Eventi, storia, cultura occitana al Centro di Documentazione Valle Stura
Con l’estate riprendono vigore le iniziative del Centro di Documentazione Valle Stura, grazie alle risorse erogate al Comune di Sambuco nell’ambito del Finanziamento ex art.1, co.5 lett. e) D.L. 19/2024 Presidenza del Consiglio dei Ministri - DIPARTIMENTO PER LE POLITICHE DI COESIONE E PER IL SUD.
Il Centro ospiterà per tutta l’estate "BOGRE. La mostra", tratta dal docu-film di Fredo Valla Bogre la grande eresia europea.

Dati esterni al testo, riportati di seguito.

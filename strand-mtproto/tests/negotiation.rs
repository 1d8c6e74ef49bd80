//! Key exchange against a simulated server holding a private test key.

use std::time::{SystemTime, UNIX_EPOCH};

use num_bigint::BigUint;
use strand_crypto::rsa::{Key, TrustedKeys};
use strand_crypto::{AuthKey, aes, dh, generate_key_data_from_nonce, sha1, sha256};
use strand_mtproto::authentication::{self, NegotiationError};
use strand_tl::{Deserializable, Serializable, enums, functions, types};

const TEST_N: &str = "23102039057924439442447123106608558475198675679113884951812013274344671174758065466485187260519700642496989641222333385086089063785360321628668276673160974278248647696872276551345288390618669289346279737617339553109347039203358067246176168785998224926409900776019883212040832174074708622496391903552886950658573870582708380310503264135017678002508102070486187440784385313626266529333130777241114210888063494651089836757476732545563672248464512845826448686845075053265943776704524180973053160555159251052923629578840629773604998585493151024077792043800324985552070846995440047961349217074971695343473292268900898812781";
const TEST_D: &str = "1638378735697236784135991684275022430580856281346030765448478503699309410588619588079691413842849311120215934318952680953496410988658679548089049523130547349073856595822912187485354474951001801709974780258822619582730266572735112535143290098049276232059225839197365567374619647014717893087255751240722437689160759117870980932510774362593449883609533989980065031459621377389164131326527613850314929647675363883534939334822715303593094649020519779626982215729612402035854729537996287232406825511013762667028062321865722974595526517070497477684221007302849476177809748857272029212963280530296769118444397826687822444775";
const TEST_FINGERPRINT: i64 = 2794682364011971714;

const PQ: u64 = 1470626929934143021;

fn test_key() -> Key {
    Key::new(TEST_N, "65537").unwrap()
}

fn trusted() -> TrustedKeys {
    TrustedKeys::empty().with(test_key())
}

fn now() -> i32 {
    SystemTime::now().duration_since(UNIX_EPOCH).unwrap().as_secs() as i32
}

/// Undo RSA_PAD with the private exponent.
fn rsa_pad_decrypt(encrypted: &[u8]) -> Vec<u8> {
    let n = BigUint::parse_bytes(TEST_N.as_bytes(), 10).unwrap();
    let d = BigUint::parse_bytes(TEST_D.as_bytes(), 10).unwrap();
    let m = BigUint::from_bytes_be(encrypted).modpow(&d, &n).to_bytes_be();
    let mut block = vec![0u8; 256 - m.len()];
    block.extend(m);

    let (temp_key_xor, aes_encrypted) = block.split_at(32);
    let hash = sha256!(aes_encrypted);
    let mut temp_key = [0u8; 32];
    for i in 0..32 {
        temp_key[i] = temp_key_xor[i] ^ hash[i];
    }

    let mut data_with_hash = aes_encrypted.to_vec();
    aes::ige_decrypt(&mut data_with_hash, &temp_key, &[0; 32]);
    let mut data_with_padding = data_with_hash[..192].to_vec();
    data_with_padding.reverse();
    assert_eq!(&data_with_hash[192..], &sha256!(&temp_key, &data_with_padding));
    data_with_padding
}

#[derive(Clone, Copy, PartialEq)]
enum Verdict {
    Ok,
    Retry,
    WrongHash,
}

struct Server {
    g: u32,
    a: BigUint,
    nonce: [u8; 16],
    server_nonce: [u8; 16],
    new_nonce: [u8; 32],
    auth_key: Option<AuthKey>,
    verdict: Verdict,
}

impl Server {
    fn new(g: u32) -> Self {
        Self {
            g,
            a: BigUint::from_bytes_be(&[0x3c; 256]),
            nonce: [0; 16],
            server_nonce: [0x77; 16],
            new_nonce: [0; 32],
            auth_key: None,
            verdict: Verdict::Ok,
        }
    }

    fn res_pq(&mut self, req: &functions::ReqPqMulti) -> types::ResPq {
        self.nonce = req.nonce;
        types::ResPq {
            nonce: req.nonce,
            server_nonce: self.server_nonce,
            pq: PQ.to_be_bytes().to_vec(),
            server_public_key_fingerprints: vec![12345, TEST_FINGERPRINT],
        }
    }

    fn dh_params(&mut self, req: &functions::ReqDhParams) -> enums::ServerDhParams {
        assert_eq!(req.public_key_fingerprint, TEST_FINGERPRINT);
        let data = rsa_pad_decrypt(&req.encrypted_data);
        let inner = types::PQInnerDataDc::from_bytes(&data).unwrap();
        assert_eq!(inner.dc, 2);
        assert_eq!(inner.pq, PQ.to_be_bytes().to_vec());
        assert_eq!(inner.p, req.p);
        assert_eq!(inner.q, req.q);
        assert_eq!(inner.server_nonce, self.server_nonce);
        self.new_nonce = inner.new_nonce;

        let prime = dh::known_prime();
        let g_a = BigUint::from(self.g).modpow(&self.a, &prime);
        let answer = types::ServerDhInnerData {
            nonce: self.nonce,
            server_nonce: self.server_nonce,
            g: self.g as i32,
            dh_prime: prime.to_bytes_be(),
            g_a: g_a.to_bytes_be(),
            server_time: now() + 30,
        }
        .to_bytes();

        let mut encrypted_answer = sha1!(&answer).to_vec();
        encrypted_answer.extend(answer);
        encrypted_answer.resize(encrypted_answer.len().div_ceil(16) * 16, 0);
        let (key, iv) = generate_key_data_from_nonce(&self.server_nonce, &self.new_nonce);
        aes::ige_encrypt(&mut encrypted_answer, &key, &iv);

        enums::ServerDhParams::Ok(types::ServerDhParamsOk {
            nonce: self.nonce,
            server_nonce: self.server_nonce,
            encrypted_answer,
        })
    }

    fn dh_answer(&mut self, req: &functions::SetClientDhParams) -> enums::SetClientDhParamsAnswer {
        let (key, iv) = generate_key_data_from_nonce(&self.server_nonce, &self.new_nonce);
        let mut plain = req.encrypted_data.clone();
        aes::ige_decrypt(&mut plain, &key, &iv);
        let inner = types::ClientDhInnerData::from_bytes(&plain[20..]).unwrap();
        assert_eq!(&plain[..20], &sha1!(&inner.to_bytes()));

        let prime = dh::known_prime();
        let g_ab = BigUint::from_bytes_be(&inner.g_b).modpow(&self.a, &prime).to_bytes_be();
        let mut bytes = [0u8; 256];
        bytes[256 - g_ab.len()..].copy_from_slice(&g_ab);
        let auth_key = AuthKey::from_bytes(bytes);

        let answer = match self.verdict {
            Verdict::Ok => enums::SetClientDhParamsAnswer::DhGenOk(types::DhGenOk {
                nonce: self.nonce,
                server_nonce: self.server_nonce,
                new_nonce_hash1: auth_key.calc_new_nonce_hash(&self.new_nonce, 1),
            }),
            Verdict::Retry => enums::SetClientDhParamsAnswer::DhGenRetry(types::DhGenRetry {
                nonce: self.nonce,
                server_nonce: self.server_nonce,
                new_nonce_hash2: auth_key.calc_new_nonce_hash(&self.new_nonce, 2),
            }),
            Verdict::WrongHash => enums::SetClientDhParamsAnswer::DhGenOk(types::DhGenOk {
                nonce: self.nonce,
                server_nonce: self.server_nonce,
                new_nonce_hash1: [0; 16],
            }),
        };
        self.auth_key = Some(auth_key);
        answer
    }
}

/// Run every step, sending each request through its wire encoding.
fn negotiate(server: &mut Server) -> Result<authentication::Finished, NegotiationError> {
    let (req, s1) = authentication::step1()?;
    let req = functions::ReqPqMulti::from_bytes(&req.to_bytes()).unwrap();
    let res_pq = server.res_pq(&req);

    let (req, s2) = authentication::step2(s1, res_pq, 2, &trusted())?;
    let req = functions::ReqDhParams::from_bytes(&req.to_bytes()).unwrap();
    let params = server.dh_params(&req);

    let (req, s3) = authentication::step3(s2, params)?;
    let answer = server.dh_answer(&req);

    authentication::finish(s3, answer)
}

#[test]
fn test_key_fingerprint() {
    assert_eq!(test_key().fingerprint(), TEST_FINGERPRINT);
}

#[test]
fn negotiation_converges_on_one_key() {
    let mut server = Server::new(3);
    let done = negotiate(&mut server).unwrap();

    let server_key = server.auth_key.unwrap();
    assert_eq!(done.auth_key, server_key.to_bytes());

    let sha = sha1!(&done.auth_key);
    assert_eq!(&AuthKey::from_bytes(done.auth_key).key_id()[..], &sha[12..20]);

    let mut salt = [0u8; 8];
    for i in 0..8 {
        salt[i] = server.new_nonce[i] ^ server.server_nonce[i];
    }
    assert_eq!(done.first_salt, i64::from_le_bytes(salt));
    assert!((29..=31).contains(&done.time_offset));
}

#[test]
fn generator_without_residue_condition_is_insecure() {
    let err = negotiate(&mut Server::new(2)).unwrap_err();
    assert!(matches!(err, NegotiationError::InsecureParameters(_)), "{err}");
}

#[test]
fn dh_gen_retry_fails_verification() {
    let mut server = Server::new(3);
    server.verdict = Verdict::Retry;
    let err = negotiate(&mut server).unwrap_err();
    assert!(matches!(err, NegotiationError::VerificationFailed { .. }), "{err}");
}

#[test]
fn wrong_new_nonce_hash_fails_verification() {
    let mut server = Server::new(3);
    server.verdict = Verdict::WrongHash;
    let err = negotiate(&mut server).unwrap_err();
    assert_eq!(err, NegotiationError::VerificationFailed { reason: "new_nonce_hash mismatch" });
}

#[test]
fn untrusted_server_key_is_refused() {
    let mut server = Server::new(3);
    let (req, s1) = authentication::step1().unwrap();
    let res_pq = server.res_pq(&req);
    let err = authentication::step2(s1, res_pq, 2, &TrustedKeys::builtin()).err().unwrap();
    assert_eq!(err, NegotiationError::NoTrustedKey { offered: vec![12345, TEST_FINGERPRINT] });
}
//! Message identifiers, sequence numbers and the inner message layout.

use std::time::{Duration, SystemTime, UNIX_EPOCH};

/// Client message ids are always divisible by four.
pub type MsgId = i64;

/// Generates strictly increasing message ids from (server-corrected) time.
///
/// `msg_id = (unix_secs << 32) | (nanos << 2)`; when the clock did not move
/// forward the previous id plus four is used instead.
#[derive(Clone, Debug, Default)]
pub struct MsgIdGenerator {
    last: i64,
    time_offset: i32,
}

impl MsgIdGenerator {
    /// Create a generator with the given clock skew (server − local seconds).
    pub fn new(time_offset: i32) -> Self {
        Self { last: 0, time_offset }
    }

    /// Next id for the current wall-clock time.
    pub fn next(&mut self) -> MsgId {
        self.next_at(now())
    }

    /// Next id as if the local clock read `since_epoch`.
    pub fn next_at(&mut self, since_epoch: Duration) -> MsgId {
        let secs = (since_epoch.as_secs() as i64).wrapping_add(i64::from(self.time_offset));
        let nanos = i64::from(since_epoch.subsec_nanos());
        let mut id = (secs << 32) | (nanos << 2);
        if id <= self.last {
            id = self.last + 4;
        }
        self.last = id;
        id
    }

    /// Recompute the clock skew from a message id the server generated.
    ///
    /// Returns the new offset. Ids issued before the correction are
    /// forgotten, so the next id follows the corrected clock even when it
    /// moved backwards.
    pub fn correct(&mut self, server_msg_id: i64) -> i32 {
        let server_secs = server_msg_id >> 32;
        self.time_offset = (server_secs - now().as_secs() as i64) as i32;
        self.last = 0;
        self.time_offset
    }

    /// Current clock skew in seconds.
    pub fn time_offset(&self) -> i32 { self.time_offset }

    /// Server time, in seconds, according to the current skew.
    pub fn server_time(&self) -> i32 {
        (now().as_secs() as i64 + i64::from(self.time_offset)) as i32
    }
}

fn now() -> Duration {
    SystemTime::now().duration_since(UNIX_EPOCH).unwrap_or_default()
}

/// Sequence number counter.
///
/// Content messages take `2n + 1` and advance the counter; service messages
/// (acks, containers) take `2n` and leave it unchanged.
#[derive(Clone, Copy, Debug, Default)]
pub struct SeqNo {
    sequence: i32,
}

impl SeqNo {
    pub fn next(&mut self, content_related: bool) -> i32 {
        if content_related {
            let n = self.sequence * 2 + 1;
            self.sequence += 1;
            n
        } else {
            self.sequence * 2
        }
    }

    pub fn reset(&mut self) { self.sequence = 0; }
}

/// One message as it appears inside a container or an encrypted envelope.
#[derive(Clone, Debug, PartialEq)]
pub struct Message {
    pub msg_id: MsgId,
    pub seq_no: i32,
    pub body: Vec<u8>,
}

impl Message {
    /// Size of `msg_id ‖ seq_no ‖ bytes` before the body.
    pub const HEADER_LEN: usize = 8 + 4 + 4;

    /// Bytes this message takes inside a container.
    pub fn wire_len(&self) -> usize { Self::HEADER_LEN + self.body.len() }

    /// Whether the server must acknowledge it.
    pub fn requires_ack(&self) -> bool { self.seq_no & 1 == 1 }

    /// Append `msg_id ‖ seq_no ‖ len ‖ body`.
    pub fn write_to(&self, out: &mut Vec<u8>) {
        out.extend(self.msg_id.to_le_bytes());
        out.extend(self.seq_no.to_le_bytes());
        out.extend((self.body.len() as i32).to_le_bytes());
        out.extend_from_slice(&self.body);
    }
}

La mostra, curata da Fredo Valla ed Elia Lombardo e realizzata da Espaci Occitan, si incentra sulla storia dei catari e bogomili, raccontando le emozioni di coloro che hanno lavorato alla creazione del docu-film (che sarà proiettato a Sambuco mercoledì 12 agosto alle 20.30). Nata con l’intenzione di trasferire al pubblico del film l’esperienza intima e umana che il regista e la sua troupe stavano vivendo, propone immagini, video, racconti inediti e riflessioni raccolte nel lungo viaggio di ricostruzione della storia di Bogomili e Catari, dalla Bulgaria all’Occitania francese. Il viaggio è arricchito dagli oggetti originali creati per il film dagli artisti Michelangelo Tallone, Marco Tallone e Valentina Salvatico. La mostra è visitabile nei fine settimana a partire dal 27 e 28 giugno dalle 14 alle 18; a luglio i sabati e le domeniche dalle 14 alle 18; ad agosto dal giovedì alla domenica dalle 14 alle 18 e a settembre i sabati e domenica 5-6-12-13 dalle 14 alle 18. Sarà altresì visitabile in occasione di tutti gli eventi serali che si svolgeranno in estate presso il centro.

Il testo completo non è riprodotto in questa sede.